An inspirational programme designed to improve the achievements of children in Hastings has been heralded as a success after its first year.
Hastings Thrives was introduced to bring positivity and happiness into the lives of school children across the town to raise attainment and aspirations for some of the most deprived kids in the UK.
The scheme came about after the education watchdog Ofsted identified Hastings as an area for improvement and encouraged the schools to ‘do something different’.
The past year has seen the various academy trusts working together to implement sometimes radical new educational projects as well as organising a song contest and a celebratory parade.
Silverdale Primary Academy head teacher Liz Miles said she has seen a real difference in the attitude of the school children and believes Thrives is making a real difference.
“We have a child in year six who was struggling but now her mum is saying she’s enjoying school and looks forward to going to lessons because of Thrive,” she said.
“And I’ve spoken to parents who are saying their child is now the child they were supposed to be because of Thrive, which is amazing to hear.”
Around 12 months ago, Ofsted selected Hastings as one of two areas in the south east for a special focus on improving the achievements of school children, particularly those from disadvantaged backgrounds.
Hastings is ranked as the 13th most deprived town in the country and Ofsted believed something needed to be done to tackle the town’s low-performing pupils.
One of Ofsted’s regional inspectors Alan Taylor Bennett helped draw up an action plan for the project he described as ‘exciting and potentially highly influential’.
With several different academy trusts responsible for more than 20 schools, co-operation was no easy feat but Ms Miles hailed the head teachers for making it happen.
“The really amazing thing is that all these schools came together and saw this as an opportunity for Hastings which is quite unique,” she said.
“It’s an opportunity, it’s an amazing chance for the town. The only thing uniting the schools is the challenge and Ofsted.
“I don’t think it’s been straightforward but it’s happened because of the determination of the heads.
“The heads chose to see this as an opportunity, to say, ‘let’s show them what we can do’.”
Out of their co-operation came Hastings Thrives – an all-encompassing project bringing together schools, parents, businesses and the wider community to tackle inequality and poor achievement.
The two showpiece events of the programme were the Hastings Thrives Song Contest in May and the Sky Parade last month, both celebrating the town’s children and spreading positivity.
Every school wrote their own song for the competition which were pitted against each other at the White Rock Theatre to decide which song would be sung at the parade – Westfield Primary School won with their tune called Hastings Seaside Celebration.
Ms Miles said there was an amazing atmosphere and all the kids did brilliantly.
“I remember afterwards St Leonards Academy students were already thinking about next year and saying they were going to win it, which gave me a real sense of the character of Hastings and that’s one of the things I loved about it,” she said.
The Sky Parade on June 10, was a chance for all the school children of Hastings to parade along the seafront before a celebratory event at the pier with the mayor and MP.
But the real work is behind the scenes.

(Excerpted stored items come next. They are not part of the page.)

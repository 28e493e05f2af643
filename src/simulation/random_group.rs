//! Random expense groups for benchmarks, property tests and demos.

use crate::core::expense::{Expense, ExpenseSet};
use crate::core::money::from_cents;
use crate::core::participant::ParticipantId;
use rand::seq::SliceRandom;
use rand::Rng;

/// Shape of a randomly generated group.
#[derive(Debug, Clone)]
pub struct GroupConfig {
    /// Number of people in the group.
    pub people: usize,
    /// Number of expenses to generate.
    pub expenses: usize,
    /// Smallest expense, in cents.
    pub min_cents: i64,
    /// Largest expense, in cents (exclusive).
    pub max_cents: i64,
}

impl Default for GroupConfig {
    fn default() -> Self {
        Self {
            people: 6,
            expenses: 20,
            min_cents: 100,
            max_cents: 50_000,
        }
    }
}

/// Generate valid expenses among `config.people` participants.
///
/// Every expense has a random payer, a cent-precision amount in
/// `[min_cents, max_cents)` and a random non-empty set of sharers.
pub fn generate_random_group(config: &GroupConfig) -> ExpenseSet {
    let mut rng = rand::thread_rng();
    let people: Vec<ParticipantId> = (0..config.people.max(1))
        .map(|i| ParticipantId::new(format!("P{:03}", i)))
        .collect();
    let min_cents = config.min_cents.max(1);
    let max_cents = config.max_cents.max(min_cents + 1);

    (0..config.expenses)
        .filter_map(|_| {
            let payer = people.choose(&mut rng)?.clone();
            let amount = from_cents(rng.gen_range(min_cents..max_cents));
            let sharers = rng.gen_range(1..=people.len());
            let involved: Vec<ParticipantId> =
                people.choose_multiple(&mut rng, sharers).cloned().collect();
            Some(Expense::new(payer, amount, involved))
        })
        .collect()
}

#[cfg(test)]
mod tests {
    use super::*;
    use crate::settlement::engine::SettlementEngine;

    #[test]
    fn test_random_group_generation() {
        let config = GroupConfig {
            people: 5,
            expenses: 12,
            ..Default::default()
        };
        let set = generate_random_group(&config);
        assert_eq!(set.len(), 12);
        assert!(set.participants().len() <= 5);
        assert!(set.validate().is_ok());
    }

    #[test]
    fn test_random_group_settles() {
        let set = generate_random_group(&GroupConfig::default());
        let report = SettlementEngine::net_balance(&set).unwrap();
        assert!(report.transfer_count() < set.participants().len().max(1));
    }

    #[test]
    fn test_degenerate_config_still_valid() {
        let config = GroupConfig {
            people: 0,
            expenses: 3,
            min_cents: 0,
            max_cents: 0,
        };
        let set = generate_random_group(&config);
        assert_eq!(set.len(), 3);
        assert!(set.validate().is_ok());
    }
}
//! Comparing settlement strategies on a generated group trip.
//!
//! The net-balance strategy minimizes the number of transfers; the
//! pairwise strategy keeps each pair's debts separate.

use split_settle::settlement::engine::{SettlementEngine, Strategy};
use split_settle::settlement::summary::GroupSummary;
use split_settle::simulation::random_group::{generate_random_group, GroupConfig};

fn main() {
    println!("╔═══════════════════════════════════════════╗");
    println!("║  split-settle: Group Trip Comparison      ║");
    println!("╚═══════════════════════════════════════════╝\n");

    let config = GroupConfig {
        people: 5,
        expenses: 15,
        ..Default::default()
    };
    let set = generate_random_group(&config);

    match GroupSummary::from_expenses(&set) {
        Ok(summary) => println!("{}", summary),
        Err(e) => {
            println!("error: {}", e);
            return;
        }
    }

    for strategy in [Strategy::NetBalance, Strategy::Pairwise] {
        match SettlementEngine::run(strategy, &set) {
            Ok(report) => println!("{}", report),
            Err(e) => println!("{} failed: {}", strategy, e),
        }
    }
}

Many educational initiatives including maths and reading workshops have come out of the programme but the main focus has been pupils’ behaviour and wellbeing.
Pupils have been working with ‘happiness doctor’ Andy Cope to design lessons on how to be positive, resilient and determined, which the children then teach to other students across the town.
Badges with different ninjas representing each quality – resilient, determined, courageous, inspirational, ambitious, dynamic, ultimate – are targets for pupils to achieve with a variety of actions needed to get each one.
Such as a ‘random act of kindness’ which the Silverdale pupils did the day before the Sky Parade by handing out yellow roses and leaflets for the event to people in the town centre.
“What we saw the day before the festival was a massive response from past year and showed this isn’t a one off, this is something we need to do more of,” Ms Miles said.
“The change in the children was just amazing, it was so positive all round.”
Thrives is not just about children as parents are also being supported and encouraged to continue the positivity at home.
Ms Miles thinks if Hastings Thrives works then the town could be used as a model for other failing areas, as well as helping to involve other sectors such as business and higher education to broaden its reach.
The head teacher said the programme is looking at the whole picture and believes the entire community has a moral responsibility to look after its children, and Thrives is enabling that.
“We need to think how we can make Hastings the town of choice,” she said,
“And what Hastings Thrives has really brought to light is that this community has such a heart, especially for its children.
“It’s like nowhere else, they want to unite and come together in a positive, supportive way. And why wouldn’t you want that?”